Equality is a good goal. It means treating everyone the same or, at the very least, in a similar way. An example might be giving women’s meeting contributions equal weight or allowing them to have the floor for an equal amount of time as men.

It could also mean equal pay. People working the same job should be paid the same wage. If you have two junior marketing managers, their wages should be the same or very closely matched.


Where Equality Fails

The biggest stumbling block facing the idea of equality right now is the fact that people aren’t treated as equals. Women often have to work harder than their male counterparts to secure promotions. They’re often paid less, even for equal work. The same is true of people who belong to other groups. Religious differences, different ethnic backgrounds, and even age can influence how someone is treated in the workplace.

Equality suggests wiping the slate clean and treating everyone the same. At the end of the day, however, the situation remains unequal due to a combination of factors. People from diverse groups don’t start on equal footing. They may not have had the same educational opportunities. They may have been relegated to roles beneath their qualifications.

In this sense, saying “everyone is equal” isn’t enough to truly support diversity in the workplace. Although it’s a lovely notion, the truth is the playing field is still very uneven.


The Notion of Equity

Equity stands in contrast to equality. Whereas equality erases differences, equity seeks to address these differences. It does so through differential treatment. You might think of golf players who begin their game with a handicap. The handicap levels the playing field so everyone can participate, no matter their ability.

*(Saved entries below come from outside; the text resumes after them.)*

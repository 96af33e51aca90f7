//! Reference catalog port
//!
//! Patients and procedures a case may be opened for. The workflow only
//! consults the catalog when a controller is built with one; without it,
//! `start` applies shape checks alone.

use std::collections::BTreeMap;

use async_trait::async_trait;
use serde::{Deserialize, Serialize};

use core_kernel::{DomainPort, PortError};

/// A member the provider can file a claim for
#[derive(Debug, Clone, PartialEq, Eq, Serialize, Deserialize)]
pub struct PatientProfile {
    pub patient_id: String,
    pub display_name: String,
    pub policy_number: String,
    pub medical_history_summary: Option<String>,
}

/// A billable procedure and the insurer's coverage notes for it
#[derive(Debug, Clone, PartialEq, Eq, Serialize, Deserialize)]
pub struct ProcedureInfo {
    pub procedure_code: String,
    pub procedure_name: String,
    pub coverage_notes: Option<String>,
}

/// Lookup port for patient and procedure reference data
#[async_trait]
pub trait ReferenceCatalog: DomainPort {
    async fn patient(&self, patient_id: &str) -> Result<Option<PatientProfile>, PortError>;

    async fn procedure(&self, procedure_code: &str) -> Result<Option<ProcedureInfo>, PortError>;
}

/// Catalog held in memory, keyed by id
#[derive(Debug, Clone, Default)]
pub struct InMemoryCatalog {
    patients: BTreeMap<String, PatientProfile>,
    procedures: BTreeMap<String, ProcedureInfo>,
}

impl InMemoryCatalog {
    pub fn new() -> Self {
        Self::default()
    }

    pub fn with_patient(mut self, patient: PatientProfile) -> Self {
        self.patients.insert(patient.patient_id.clone(), patient);
        self
    }

    pub fn with_procedure(mut self, procedure: ProcedureInfo) -> Self {
        self.procedures.insert(procedure.procedure_code.clone(), procedure);
        self
    }
}

impl DomainPort for InMemoryCatalog {}

#[async_trait]
impl ReferenceCatalog for InMemoryCatalog {
    async fn patient(&self, patient_id: &str) -> Result<Option<PatientProfile>, PortError> {
        Ok(self.patients.get(patient_id).cloned())
    }

    async fn procedure(&self, procedure_code: &str) -> Result<Option<ProcedureInfo>, PortError> {
        Ok(self.procedures.get(procedure_code).cloned())
    }
}

#[cfg(test)]
mod tests {
    use super::*;

    fn procedure(code: &str) -> ProcedureInfo {
        ProcedureInfo {
            procedure_code: code.to_string(),
            procedure_name: format!("Procedure {code}"),
            coverage_notes: None,
        }
    }

    #[tokio::test]
    async fn test_lookup() {
        let catalog = InMemoryCatalog::new()
            .with_procedure(procedure("99213"))
            .with_procedure(procedure("70553"));

        let found = catalog.procedure("70553").await.unwrap().unwrap();
        assert_eq!(found.procedure_name, "Procedure 70553");
        assert!(catalog.procedure("00000").await.unwrap().is_none());
        assert!(catalog.patient("P001").await.unwrap().is_none());
    }
}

At this point in time, differential treatment in the workplace is actually somewhat necessary. The uneven playing field gives some people advantages while disadvantaging others.

Equity introduces the idea of treating people according to their needs and circumstances. For example, equal opportunity would allow anyone and everyone to sign up for a managerial course. An equity opportunity would encourage groups who are traditionally underrepresented in management to take the course and “catch up” with their peers.


Isn’t Equity Unfair?

Some people believe equity is unfair. They may feel equity policies designed to support one group over another unfairly disadvantage them.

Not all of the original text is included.